Policy, legal, technology, market, and reputation risks can impact our business in the short-, medium-, and long-term. For example, Carter’s could be impacted if global suppliers decide to pass additional costs from current and emerging regulation related to emissions reductions or global carbon tax schemes. Additionally, increasing consumer awareness of environmental issues has sparked industry pressure for companies to offer more sustainable products, allowing customers to make conscious decisions.

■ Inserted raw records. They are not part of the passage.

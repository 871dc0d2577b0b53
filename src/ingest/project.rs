//! Projection of typed API payloads into store rows.

use crate::cli::types::{MatchFormat, PlayerRole, TeamId, TossDecision};
use crate::cricbuzz::types::{
    BattingEntry, BowlingEntry, MatchListResponse, ScorecardResponse, SeriesListResponse, TeamsResponse,
    VenuesResponse,
};
use crate::error::{CricError, Result};
use crate::storage::functions::balls_from_overs;
use crate::storage::{BattingStat, BowlingStat, Match, Player, ScorecardRows, Series, Team, Venue};
use std::collections::{BTreeMap, HashSet};

pub fn project_series(payload: SeriesListResponse) -> Vec<Series> {
    payload
        .series_list
        .into_iter()
        .map(|s| Series {
            series_id: s.series_id,
            series_name: s.series_name,
            host_country: s.host_country,
            match_type: s.match_type.as_deref().map(MatchFormat::normalize),
            start_date: s.start_date,
            total_matches: s.match_count,
        })
        .collect()
}

pub fn project_teams(payload: TeamsResponse) -> Vec<Team> {
    payload
        .teams
        .into_iter()
        .map(|t| Team {
            team_id: t.team_id,
            team_name: t.team_name,
            country: t.country,
        })
        .collect()
}

pub fn project_venues(payload: VenuesResponse) -> Vec<Venue> {
    payload
        .venues
        .into_iter()
        .map(|v| Venue {
            venue_id: v.venue_id,
            venue_name: v.venue_name,
            city: v.city,
            country: v.country,
            capacity: v.capacity.unwrap_or(0),
        })
        .collect()
}

/// Flatten match info, toss and winner into one row per match.
///
/// Every match is validated before any row is returned: it needs a venue and
/// two distinct teams. A match id seen twice keeps its last occurrence.
pub fn project_matches(payload: &MatchListResponse) -> Result<Vec<Match>> {
    let mut rows: BTreeMap<i64, Match> = BTreeMap::new();

    for entry in payload.entries() {
        let info = &entry.match_info;
        let context = format!("match {}", info.match_id);

        let venue_id = info
            .venue()
            .ok_or_else(|| CricError::payload(&context, "missing venue id"))?;
        if info.team1.team_id == info.team2.team_id {
            return Err(CricError::payload(
                &context,
                format!("team {} listed on both sides", info.team1.team_id),
            ));
        }

        let winner = info.winner.as_ref();
        let toss = info.toss.as_ref();

        rows.insert(
            info.match_id.as_i64(),
            Match {
                match_id: info.match_id,
                series_id: info.series_id,
                match_description: info.match_desc.clone(),
                team_a_id: info.team1.team_id,
                team_b_id: info.team2.team_id,
                match_date: info.start_date.clone(),
                venue_id,
                winning_team_id: winner.and_then(|w| w.team_id),
                victory_margin_type: winner.and_then(|w| w.margin_type.clone()),
                victory_margin: winner.and_then(|w| w.margin_value),
                toss_winner_team_id: toss.and_then(|t| t.winner_team_id),
                toss_decision: toss
                    .and_then(|t| t.decision.as_deref())
                    .map(TossDecision::normalize),
            },
        );
    }

    Ok(rows.into_values().collect())
}

/// Rows for one match scorecard.
///
/// Batters belong to the innings' team and bowlers to the side opposing it.
/// A bowler who bowls in two innings gets one row with the spells combined.
pub fn project_scorecard(m: &Match, payload: ScorecardResponse) -> Result<ScorecardRows> {
    let mut rows = ScorecardRows::default();
    let mut seen = HashSet::new();

    for innings in payload.innings {
        let batting_team = innings.team.team_id;
        let bowling_team = m.opponent_of(batting_team).ok_or_else(|| {
            CricError::payload(
                format!("scorecard {}", m.match_id),
                format!(
                    "innings {} batting team {} did not play this match",
                    innings.innings_number, batting_team
                ),
            )
        })?;

        for b in innings.batting {
            if seen.insert(b.player_id) {
                rows.players.push(batter_player(&b, batting_team));
            }
            rows.batting.push(BattingStat {
                match_id: m.match_id,
                player_id: b.player_id,
                team_id: batting_team,
                innings_number: innings.innings_number,
                runs_scored: b.runs,
                balls_faced: b.balls_faced,
                batting_position: b.batting_position,
                is_out: b.is_out,
            });
        }

        for b in innings.bowling {
            if seen.insert(b.player_id) {
                rows.players.push(bowler_player(&b, bowling_team));
            }
            match rows.bowling.iter_mut().find(|s| s.player_id == b.player_id) {
                Some(spell) => {
                    spell.overs_bowled = add_overs(spell.overs_bowled, b.overs);
                    spell.runs_conceded += b.runs_conceded;
                    spell.wickets_taken += b.wickets;
                    spell.maidens += b.maidens;
                }
                None => rows.bowling.push(BowlingStat {
                    match_id: m.match_id,
                    player_id: b.player_id,
                    team_id: bowling_team,
                    overs_bowled: b.overs,
                    runs_conceded: b.runs_conceded,
                    wickets_taken: b.wickets,
                    maidens: b.maidens,
                }),
            }
        }
    }

    Ok(rows)
}

/// Sum two figures in overs notation: `3.4 + 2.3` is `6.1`.
pub fn add_overs(a: f64, b: f64) -> f64 {
    let balls = balls_from_overs(a) + balls_from_overs(b);
    (balls / 6) as f64 + (balls % 6) as f64 / 10.0
}

fn batter_player(b: &BattingEntry, team: TeamId) -> Player {
    Player {
        player_id: Some(b.player_id),
        player_name: b.player_name.clone(),
        team_id: Some(team),
        role: b.role.as_deref().map(PlayerRole::normalize),
        batting_style: b.batting_style.clone(),
        bowling_style: b.bowling_style.clone(),
    }
}

fn bowler_player(b: &BowlingEntry, team: TeamId) -> Player {
    Player {
        player_id: Some(b.player_id),
        player_name: b.player_name.clone(),
        team_id: Some(team),
        role: b.role.as_deref().map(PlayerRole::normalize),
        batting_style: b.batting_style.clone(),
        bowling_style: b.bowling_style.clone(),
    }
}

The failure to meet or properly report progress on our climate targets, public expectations, or regulatory requirements may result in reputational damage or other adverse effects. Public expectations for reductions in GHG emissions could also result in increased energy, transportation, and raw material costs, and may require us to make additional investments in facilities and equipment.
Transition Risk
Potential Impacts
Time Horizon
Management Strategies
Policy/Legal
  • There is potential for a significant cost burden to Carter’s if global suppliers decide to pass the additional costs from current and emerging regulation related to emissions reductions, utility/energy usage, etc., to their buyers.
  • China’s Emissions Trading Scheme is set to expand and could have a waterfall effect on costs for suppliers, and thereby increased raw materials costs for Carter’s.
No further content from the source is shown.